What the task requires — Nothing but the lines from the start of the records below through the line that has "str, id: String" should appear, each exactly as given.

(Saved data entries)
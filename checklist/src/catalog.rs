//! Catalog assembly, validation, and lookup.
//!
//! A [`Catalog`] is built once (from the stage providers or from a YAML
//! document), validated, and then shared read-only for the whole session.

use std::collections::HashSet;

use serde::{Deserialize, Serialize};
use sha2::{Digest, Sha256};
use tracing::debug;

use crate::stages::builtin_providers;
use crate::types::*;

/// Error types for catalog construction.
#[derive(Debug, thiserror::Error)]
pub enum CatalogError {
    /// Two entries of the same kind share an ID
    #[error("Duplicate {kind} id: {id}")]
    DuplicateId { kind: &'static str, id: String },

    /// Two items in the same stage share a slug
    #[error("Duplicate slug '{slug}' in stage {stage}")]
    DuplicateSlug { slug: String, stage: EnvName },

    /// Item points at a category that does not exist
    #[error("Subcategory {subcategory} references unknown category {category}")]
    UnknownCategory { subcategory: String, category: String },

    /// Item or category applies to no stage at all
    #[error("{0} has an empty stage set")]
    EmptyStages(String),

    /// Catalog has no environments or no projects
    #[error("Catalog is missing {0}")]
    Missing(&'static str),

    /// Catalog document could not be parsed
    #[error("Invalid catalog document: {0}")]
    Parse(#[from] serde_yaml::Error),
}

/// Serializable form of a catalog.
#[derive(Debug, Clone, Default, Serialize, Deserialize)]
#[serde(rename_all = "camelCase")]
pub struct CatalogDocument {
    pub projects: Vec<Project>,
    pub environments: Vec<Environment>,
    pub categories: Vec<Category>,
    pub subcategories: Vec<Subcategory>,
}

/// Validated checklist catalog.
#[derive(Debug, Clone)]
pub struct Catalog {
    projects: Vec<Project>,
    environments: Vec<Environment>,
    categories: Vec<Category>,
    subcategories: Vec<Subcategory>,
    fingerprint: String,
}

impl Catalog {
    /// The built-in catalog: three environments, one project, and the
    /// default items of every stage provider.
    pub fn builtin() -> Self {
        let mut doc = CatalogDocument {
            projects: vec![Project {
                id: "p1".to_string(),
                name: "DevStatus Core".to_string(),
                repo_url: "github.com/org/devstatus".to_string(),
                default_branch: "main".to_string(),
            }],
            environments: vec![
                Environment::new("e1", EnvName::Dev),
                Environment::new("e2", EnvName::Staging),
                Environment::new("e3", EnvName::Prod),
            ],
            ..Default::default()
        };

        for provider in builtin_providers() {
            doc.categories.extend(provider.categories());
            doc.subcategories.extend(provider.subcategories());
        }

        Self::assemble(doc)
    }

    /// Build a catalog from a document, validating it first.
    pub fn from_document(doc: CatalogDocument) -> Result<Self, CatalogError> {
        validate(&doc)?;
        Ok(Self::assemble(doc))
    }

    /// Parse and validate a YAML catalog document.
    pub fn from_yaml(yaml: &str) -> Result<Self, CatalogError> {
        let doc: CatalogDocument = serde_yaml::from_str(yaml)?;
        Self::from_document(doc)
    }

    /// Serialize back to the document form.
    pub fn to_document(&self) -> CatalogDocument {
        CatalogDocument {
            projects: self.projects.clone(),
            environments: self.environments.clone(),
            categories: self.categories.clone(),
            subcategories: self.subcategories.clone(),
        }
    }

    fn assemble(doc: CatalogDocument) -> Self {
        let fingerprint = fingerprint(&doc);
        debug!(
            subcategories = doc.subcategories.len(),
            environments = doc.environments.len(),
            fingerprint = %fingerprint,
            "Catalog assembled"
        );
        Self {
            projects: doc.projects,
            environments: doc.environments,
            categories: doc.categories,
            subcategories: doc.subcategories,
            fingerprint,
        }
    }

    pub fn projects(&self) -> &[Project] {
        &self.projects
    }

    /// First project; catalogs always carry at least one.
    pub fn default_project(&self) -> Option<&Project> {
        self.projects.first()
    }

    pub fn environments(&self) -> &[Environment] {
        &self.environments
    }

    pub fn categories(&self) -> &[Category] {
        &self.categories
    }

    pub fn subcategories(&self) -> &[Subcategory] {
        &self.subcategories
    }

    /// SHA-256 of the catalog content, hex encoded.
    pub fn fingerprint(&self) -> &str {
        &self.fingerprint
    }

    pub fn environment(&self, env_id: &str) -> Option<&Environment> {
        self.environments.iter().find(|e| e.id == env_id)
    }

    pub fn environment_by_name(&self, name: EnvName) -> Option<&Environment> {
        self.environments.iter().find(|e| e.name == name)
    }

    pub fn category(&self, category_id: &str) -> Option<&Category> {
        self.categories.iter().find(|c| c.id == category_id)
    }

    pub fn subcategory(&self, subcategory_id: &str) -> Option<&Subcategory> {
        self.subcategories.iter().find(|s| s.id == subcategory_id)
    }

    /// Find the item with this slug that is tracked in the given stage.
    pub fn resolve_slug(&self, slug: &str, stage: EnvName) -> Option<&Subcategory> {
        self.subcategories
            .iter()
            .find(|s| s.slug == slug && s.applies_to(stage))
    }

    /// Items tracked in the given stage, in catalog order.
    pub fn applicable(&self, stage: EnvName) -> impl Iterator<Item = &Subcategory> {
        self.subcategories.iter().filter(move |s| s.applies_to(stage))
    }

    /// Categories shown for the given stage, sorted by display order.
    pub fn categories_for(&self, stage: EnvName) -> Vec<&Category> {
        let mut categories: Vec<&Category> = self
            .categories
            .iter()
            .filter(|c| c.stages.contains(&stage))
            .collect();
        categories.sort_by_key(|c| c.order);
        categories
    }
}

impl Default for Catalog {
    fn default() -> Self {
        Self::builtin()
    }
}

fn validate(doc: &CatalogDocument) -> Result<(), CatalogError> {
    if doc.projects.is_empty() {
        return Err(CatalogError::Missing("projects"));
    }
    if doc.environments.is_empty() {
        return Err(CatalogError::Missing("environments"));
    }

    unique_ids("project", doc.projects.iter().map(|p| p.id.as_str()))?;
    unique_ids("environment", doc.environments.iter().map(|e| e.id.as_str()))?;
    unique_ids("category", doc.categories.iter().map(|c| c.id.as_str()))?;
    unique_ids("subcategory", doc.subcategories.iter().map(|s| s.id.as_str()))?;

    for category in &doc.categories {
        if category.stages.is_empty() {
            return Err(CatalogError::EmptyStages(category.id.clone()));
        }
    }

    let mut slugs: HashSet<(EnvName, &str)> = HashSet::new();
    for sub in &doc.subcategories {
        if sub.stages.is_empty() {
            return Err(CatalogError::EmptyStages(sub.id.clone()));
        }
        if !doc.categories.iter().any(|c| c.id == sub.category_id) {
            return Err(CatalogError::UnknownCategory {
                subcategory: sub.id.clone(),
                category: sub.category_id.clone(),
            });
        }
        for stage in &sub.stages {
            if !slugs.insert((*stage, sub.slug.as_str())) {
                return Err(CatalogError::DuplicateSlug {
                    slug: sub.slug.clone(),
                    stage: *stage,
                });
            }
        }
    }

    Ok(())
}

fn unique_ids<'a>(
    kind: &'static str,
    ids: impl Iterator<Item = &'a str>,
) -> Result<(), CatalogError> {
    let mut seen = HashSet::new();
    for id in ids {
        if !seen.insert(id) {
            return Err(CatalogError::DuplicateId {
                kind,
                id: id.to_string(),
            });
        }
    }
    Ok(())
}

fn fingerprint(doc: &CatalogDocument) -> String {
    let json = serde_json::to_string(doc).unwrap_or_default();
    let mut hasher = Sha256::new();
    hasher.update(json.as_bytes());
    hex::encode(hasher.finalize())
}
//! Dependency-manifest analysis.
//!
//! A [`ManifestAnalyzer`] reads a manifest file (package.json, Cargo.toml,
//! ...) and reports which checklist items the declared dependencies point
//! at. Two implementations exist:
//!
//! - [`KeywordAnalyzer`]: fixed keyword table, no I/O
//! - [`CompletionAnalyzer`]: asks a [`CompletionBackend`] to classify the file
//!
//! The implementation is picked from [`AnalyzerSettings`] by
//! [`build_analyzer`].

mod completion;
mod keyword;

pub use completion::CompletionAnalyzer;
pub use keyword::KeywordAnalyzer;

use std::collections::BTreeSet;
use std::sync::Arc;
use std::time::Duration;

use async_trait::async_trait;
use checklist::{Catalog, EnvName, StatusEnum};
use serde::{Deserialize, Serialize};

use crate::backend::{CompletionBackend, LlmError, OpenAiBackend};

/// Error types for manifest analysis.
#[derive(Debug, thiserror::Error)]
pub enum AnalyzerError {
    /// Completion backend failed
    #[error("Backend error: {0}")]
    Backend(#[from] LlmError),

    /// Reply could not be read as a list of matches
    #[error("Malformed analyzer reply: {0}")]
    Malformed(String),

    /// Analysis task panicked or was cancelled before it finished
    #[error("Analysis aborted: {0}")]
    Aborted(String),
}

/// A checklist item the analyzer may report against.
#[derive(Debug, Clone, PartialEq, Eq, Serialize, Deserialize)]
pub struct CandidateItem {
    pub slug: String,
    pub title: String,
    pub stages: BTreeSet<EnvName>,
}

/// What the analyzer is asked to look at.
#[derive(Debug, Clone)]
pub struct ManifestInput {
    /// File name as saved, e.g. `package.json`
    pub filename: String,
    /// Raw file content
    pub content: String,
    /// Items the analyzer may map dependencies onto
    pub candidates: Vec<CandidateItem>,
}

impl ManifestInput {
    pub fn new(
        filename: impl Into<String>,
        content: impl Into<String>,
        candidates: Vec<CandidateItem>,
    ) -> Self {
        Self {
            filename: filename.into(),
            content: content.into(),
            candidates,
        }
    }
}

/// Every subcategory of the catalog as an analyzer candidate.
pub fn candidates_from_catalog(catalog: &Catalog) -> Vec<CandidateItem> {
    catalog
        .subcategories()
        .iter()
        .map(|sub| CandidateItem {
            slug: sub.slug.clone(),
            title: sub.title.clone(),
            stages: sub.stages.clone(),
        })
        .collect()
}

/// Status an analyzer may suggest.
#[derive(Debug, Clone, Copy, PartialEq, Eq, Serialize, Deserialize)]
#[serde(rename_all = "snake_case")]
pub enum MatchStatus {
    InProgress,
    Done,
}

impl From<MatchStatus> for StatusEnum {
    fn from(status: MatchStatus) -> Self {
        match status {
            MatchStatus::InProgress => StatusEnum::InProgress,
            MatchStatus::Done => StatusEnum::Done,
        }
    }
}

/// One dependency-to-item mapping.
#[derive(Debug, Clone, PartialEq, Eq, Serialize, Deserialize)]
pub struct AnalyzerMatch {
    pub slug: String,
    pub status: MatchStatus,
    pub reason: String,
    /// 0 - 100
    pub confidence: u8,
}

/// Maps manifest dependencies onto checklist items.
#[async_trait]
pub trait ManifestAnalyzer: Send + Sync {
    /// Name used in activity messages.
    fn name(&self) -> &str;

    /// Analyze one manifest. Empty content yields no matches.
    async fn analyze(&self, input: &ManifestInput) -> Result<Vec<AnalyzerMatch>, AnalyzerError>;
}

/// Which analyzer to construct.
#[derive(Debug, Clone, PartialEq, Serialize, Deserialize)]
#[serde(tag = "kind", rename_all = "snake_case")]
pub enum AnalyzerSettings {
    /// Built-in keyword table
    Keyword,
    /// OpenAI-compatible chat completions endpoint
    Completion {
        base_url: String,
        model: String,
        #[serde(default, skip_serializing_if = "Option::is_none")]
        api_key: Option<String>,
        #[serde(default = "default_timeout_ms")]
        timeout_ms: u64,
    },
}

fn default_timeout_ms() -> u64 {
    30_000
}

impl Default for AnalyzerSettings {
    fn default() -> Self {
        Self::Keyword
    }
}

/// Construct the analyzer described by `settings`.
pub fn build_analyzer(
    settings: &AnalyzerSettings,
) -> Result<Arc<dyn ManifestAnalyzer>, AnalyzerError> {
    match settings {
        AnalyzerSettings::Keyword => Ok(Arc::new(KeywordAnalyzer::new())),
        AnalyzerSettings::Completion {
            base_url,
            model,
            api_key,
            timeout_ms,
        } => {
            let backend: Arc<dyn CompletionBackend> = Arc::new(OpenAiBackend::new(
                base_url.as_str(),
                model.as_str(),
                api_key.clone(),
                Duration::from_millis(*timeout_ms),
            )?);
            Ok(Arc::new(CompletionAnalyzer::new(backend)))
        }
    }
}

#[cfg(test)]
mod tests {
    use super::*;

    #[test]
    fn test_settings_yaml() {
        let settings: AnalyzerSettings = serde_yaml::from_str(
            "kind: completion\nbase_url: http://localhost:11434/v1\nmodel: llama3\n",
        )
        .unwrap();

        match settings {
            AnalyzerSettings::Completion {
                model,
                api_key,
                timeout_ms,
                ..
            } => {
                assert_eq!(model, "llama3");
                assert!(api_key.is_none());
                assert_eq!(timeout_ms, 30_000);
            }
            other => panic!("unexpected settings: {other:?}"),
        }

        let keyword: AnalyzerSettings = serde_yaml::from_str("kind: keyword").unwrap();
        assert_eq!(keyword, AnalyzerSettings::Keyword);
    }

    #[test]
    fn test_build_selects_implementation() {
        let keyword = build_analyzer(&AnalyzerSettings::Keyword).unwrap();
        assert_eq!(keyword.name(), "Keyword Analyzer");

        let completion = build_analyzer(&AnalyzerSettings::Completion {
            base_url: "http://localhost:1/v1".to_string(),
            model: "m".to_string(),
            api_key: None,
            timeout_ms: 1000,
        })
        .unwrap();
        assert_eq!(completion.name(), "Completion Analyzer");
    }

    #[test]
    fn test_candidates_cover_catalog() {
        let catalog = Catalog::builtin();
        let candidates = candidates_from_catalog(&catalog);
        assert_eq!(candidates.len(), catalog.subcategories().len());
        assert!(candidates
            .iter()
            .any(|c| c.slug == "unit-tests" && c.stages.contains(&EnvName::Dev)));
    }

    #[test]
    fn test_match_status_maps_to_status() {
        assert_eq!(StatusEnum::from(MatchStatus::Done), StatusEnum::Done);
        assert_eq!(StatusEnum::from(MatchStatus::InProgress), StatusEnum::InProgress);
    }
}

Task answer —
filename checklist/src/catalog.rs
//! Catalog assembly, validation, and lookup.
//!
//! A [`Catalog`] is built once (from the stage providers or from a YAML
//! document), validated, and then shared read-only for the whole session.

use std::collections::HashSet;

use serde::{Deserialize, Serialize};
use sha2::{Digest, Sha256};
use tracing::debug;

use crate::stages::builtin_providers;
use crate::types::*;

/// Error types for catalog construction.
#[derive(Debug, thiserror::Error)]
pub enum CatalogError {
    /// Two entries of the same kind share an ID
    #[error("Duplicate {kind} id: {id}")]
    DuplicateId { kind: &'static str, id: String },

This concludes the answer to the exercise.